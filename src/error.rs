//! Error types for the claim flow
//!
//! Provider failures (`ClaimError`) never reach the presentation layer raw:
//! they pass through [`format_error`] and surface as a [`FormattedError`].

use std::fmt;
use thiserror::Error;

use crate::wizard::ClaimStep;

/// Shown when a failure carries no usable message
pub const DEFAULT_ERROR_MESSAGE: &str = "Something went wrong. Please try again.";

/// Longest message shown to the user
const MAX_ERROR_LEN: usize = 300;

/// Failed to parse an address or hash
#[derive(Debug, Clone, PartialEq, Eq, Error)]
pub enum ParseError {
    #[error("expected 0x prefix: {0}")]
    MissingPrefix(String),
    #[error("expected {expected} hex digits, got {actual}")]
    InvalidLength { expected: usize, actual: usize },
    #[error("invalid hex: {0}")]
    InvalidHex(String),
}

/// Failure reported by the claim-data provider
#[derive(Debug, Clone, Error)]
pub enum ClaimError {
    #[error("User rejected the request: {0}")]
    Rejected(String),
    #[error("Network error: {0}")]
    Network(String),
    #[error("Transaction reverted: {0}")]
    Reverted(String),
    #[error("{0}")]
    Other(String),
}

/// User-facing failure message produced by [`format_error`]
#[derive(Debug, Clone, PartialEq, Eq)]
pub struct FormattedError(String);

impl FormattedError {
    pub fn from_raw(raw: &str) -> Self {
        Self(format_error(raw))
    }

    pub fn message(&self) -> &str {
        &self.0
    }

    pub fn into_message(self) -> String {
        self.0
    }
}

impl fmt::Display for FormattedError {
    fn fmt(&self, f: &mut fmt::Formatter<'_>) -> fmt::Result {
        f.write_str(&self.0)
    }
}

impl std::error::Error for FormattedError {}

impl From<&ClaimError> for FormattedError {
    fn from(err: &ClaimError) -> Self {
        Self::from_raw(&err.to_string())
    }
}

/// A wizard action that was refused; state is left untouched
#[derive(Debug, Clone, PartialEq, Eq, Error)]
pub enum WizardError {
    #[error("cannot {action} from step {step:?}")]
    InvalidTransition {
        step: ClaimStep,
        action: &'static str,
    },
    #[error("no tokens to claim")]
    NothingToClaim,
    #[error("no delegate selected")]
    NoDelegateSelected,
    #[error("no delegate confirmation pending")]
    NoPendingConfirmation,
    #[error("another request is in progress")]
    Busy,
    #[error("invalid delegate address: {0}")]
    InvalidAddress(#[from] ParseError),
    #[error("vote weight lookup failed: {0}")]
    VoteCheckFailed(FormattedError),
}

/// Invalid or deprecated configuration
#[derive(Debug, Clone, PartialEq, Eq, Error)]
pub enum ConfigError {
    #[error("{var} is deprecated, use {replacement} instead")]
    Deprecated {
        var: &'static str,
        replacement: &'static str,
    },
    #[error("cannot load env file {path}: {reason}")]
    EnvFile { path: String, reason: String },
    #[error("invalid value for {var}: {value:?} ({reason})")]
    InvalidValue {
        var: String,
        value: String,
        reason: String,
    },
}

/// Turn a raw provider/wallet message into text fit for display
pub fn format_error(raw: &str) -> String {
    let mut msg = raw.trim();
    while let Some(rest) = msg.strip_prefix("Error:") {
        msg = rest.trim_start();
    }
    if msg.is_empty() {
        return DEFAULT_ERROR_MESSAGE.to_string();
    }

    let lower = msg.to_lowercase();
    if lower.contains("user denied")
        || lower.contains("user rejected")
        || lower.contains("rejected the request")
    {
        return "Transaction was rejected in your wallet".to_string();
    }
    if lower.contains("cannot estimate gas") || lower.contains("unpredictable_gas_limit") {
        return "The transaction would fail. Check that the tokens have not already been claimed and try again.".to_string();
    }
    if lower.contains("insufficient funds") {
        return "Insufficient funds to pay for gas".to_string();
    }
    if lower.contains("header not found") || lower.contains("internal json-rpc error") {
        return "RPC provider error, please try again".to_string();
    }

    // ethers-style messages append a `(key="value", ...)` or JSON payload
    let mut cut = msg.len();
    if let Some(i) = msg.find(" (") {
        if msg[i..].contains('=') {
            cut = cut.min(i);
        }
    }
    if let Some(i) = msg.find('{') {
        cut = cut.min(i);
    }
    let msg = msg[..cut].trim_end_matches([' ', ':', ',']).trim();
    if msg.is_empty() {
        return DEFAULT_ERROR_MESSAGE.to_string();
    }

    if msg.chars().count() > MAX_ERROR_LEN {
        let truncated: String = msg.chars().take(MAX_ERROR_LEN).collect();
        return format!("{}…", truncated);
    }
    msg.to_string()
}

## WHAT THE EXERCISE ASKS
Every line in the records above that contains the word "path" should be copied out.

## EXERCISE RESULT
    #[error("cannot load env file {path}: {reason}")]
    EnvFile { path: String, reason: String },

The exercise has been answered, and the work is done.